Sur décision fixant le pays de destination :
La décision obligeant M. B… à quitter le territoire n’étant pas illégale, le requérant n’est pas fondé à demander pour ce motif l’annulation de la décision fixant le pays à destination duquel il pourra être éloigné.
Sur l’interdiction de retour sur le territoire français :
En premier lieu, il ne ressort d’aucune pièce du dossier, ni d’aucun terme de l’arrêté attaqué que le préfet des Pyrénées-Atlantiques n’aurait pas procédé à un examen de la situation personnelle de M. A….
En second lieu, pour les mêmes motifs que ceux exposés au point 5, le requérant n’est pas fondé à soutenir que le préfet des Pyrénées-Atlantiques, en l’interdisant de retour sur le territoire français pour une durée de deux ans, aurait méconnu son droit au respect de sa vie privée et familiale et aurait entaché sa décision d’une erreur de fait, à ce titre, ainsi que d’une erreur manifeste d’appréciation.
Il résulte de tout ce qui précède que la requête de M. A… ne peut qu’être rejetée, y compris ses conclusions aux fins d’application des dispositions de l’article L. 761-1 du code de justice administrative.
D E C I D E :
Article 1er : La requête de M. A… est rejetée.
Article 2 : Le présent jugement sera notifié à M. C… A… et au préfet des Pyrénées-Atlantiques.

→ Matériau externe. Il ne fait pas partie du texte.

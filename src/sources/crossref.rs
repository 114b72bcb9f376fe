//! CrossRef DOI resolver.

use async_trait::async_trait;
use serde::Deserialize;
use std::sync::Arc;
use std::time::Duration;

use crate::config::LookupConfig;
use crate::models::Query;
use crate::sources::{DoiResolver, LookupError};
use crate::utils::{with_retry, HttpClient, RetryConfig, Transport};

pub const CROSSREF_API_BASE: &str = "https://api.crossref.org";

/// CrossRef DOI resolver
///
/// Searches the `/works` endpoint by title and author and takes the DOI of
/// the first hit. Non-success statuses are retried with a fixed delay;
/// a success response without a DOI fails at once.
#[derive(Debug, Clone)]
pub struct CrossRefResolver {
    transport: Arc<dyn Transport>,
    base_url: String,
    retry: RetryConfig,
}

impl CrossRefResolver {
    /// Resolver over any transport, pointed at the public API
    pub fn new(transport: Arc<dyn Transport>) -> Self {
        Self {
            transport,
            base_url: CROSSREF_API_BASE.to_string(),
            retry: RetryConfig::default(),
        }
    }

    /// Resolver backed by a real HTTP client built from configuration
    pub fn from_config(config: &LookupConfig) -> Result<Self, reqwest::Error> {
        let user_agent = match &config.mailto {
            Some(mailto) => format!(
                "{}/{} (mailto:{})",
                env!("CARGO_PKG_NAME"),
                env!("CARGO_PKG_VERSION"),
                mailto
            ),
            None => format!("{}/{}", env!("CARGO_PKG_NAME"), env!("CARGO_PKG_VERSION")),
        };
        let client = HttpClient::with_user_agent(
            &user_agent,
            Duration::from_secs(config.timeout_secs),
        )?;

        Ok(Self::new(Arc::new(client))
            .base_url(&config.base_url)
            .retry(config.retry()))
    }

    pub fn base_url(mut self, base_url: &str) -> Self {
        self.base_url = base_url.trim_end_matches('/').to_string();
        self
    }

    pub fn retry(mut self, retry: RetryConfig) -> Self {
        self.retry = retry;
        self
    }

    /// Search URL for a query
    pub fn works_url(&self, query: &Query) -> String {
        format!(
            "{}/works?query.author={}&query.title={}",
            self.base_url,
            urlencoding::encode(&query.author),
            urlencoding::encode(&query.title)
        )
    }
}

#[async_trait]
impl DoiResolver for CrossRefResolver {
    fn name(&self) -> &str {
        "CrossRef"
    }

    async fn lookup(&self, query: &Query) -> Result<String, LookupError> {
        let url = self.works_url(query);
        let transport = &self.transport;
        let url_ref = &url;

        let body = with_retry(self.retry, || async move {
            let reply = transport.get(url_ref).await?;
            if !reply.is_success() {
                return Err(LookupError::Status(reply.status));
            }
            Ok(reply.body)
        })
        .await?;

        parse_first_doi(&body).inspect_err(|e| {
            tracing::warn!("Something wrong with JSON response for {}: {}", url, e);
        })
    }
}

/// Extract `message.items[0].DOI` from a `/works` response body
fn parse_first_doi(body: &str) -> Result<String, LookupError> {
    let data: CRResponse = serde_json::from_str(body)
        .map_err(|e| LookupError::MalformedResponse(format!("Failed to parse JSON: {}", e)))?;

    let item = data
        .message
        .items
        .into_iter()
        .next()
        .ok_or_else(|| LookupError::MalformedResponse("no items in response".to_string()))?;

    item.doi
        .filter(|doi| !doi.trim().is_empty())
        .ok_or_else(|| LookupError::MalformedResponse("first item has no DOI".to_string()))
}

// ===== CrossRef API Types =====

#[derive(Debug, Deserialize)]
struct CRResponse {
    message: CRMessage,
}

#[derive(Debug, Deserialize)]
struct CRMessage {
    items: Vec<CRItem>,
}

#[derive(Debug, Deserialize)]
struct CRItem {
    #[serde(rename = "DOI")]
    doi: Option<String>,
}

Délibéré après l’audience du 7 mai 2026, à laquelle siégeaient :
M. Ladreyt, président,
M. Koutchouk, premier conseiller,
Mme Jaffré, première conseillère.
Rendu public par mise à disposition au greffe le 28 mai 2026.
Le président rapporteur,
J-P. Ladreyt
L’assesseur le plus ancien,
Koutchouk
La greffière,
A. Gomez Barranco
La République mande et ordonne au préfet des Pyrénées-Atlantiques en ce qui le concerne ou à tous commissaires de justice à ce requis en ce qui concerne les voies de droit commun contre les parties privées, de pourvoir à l’exécution de la présente décision.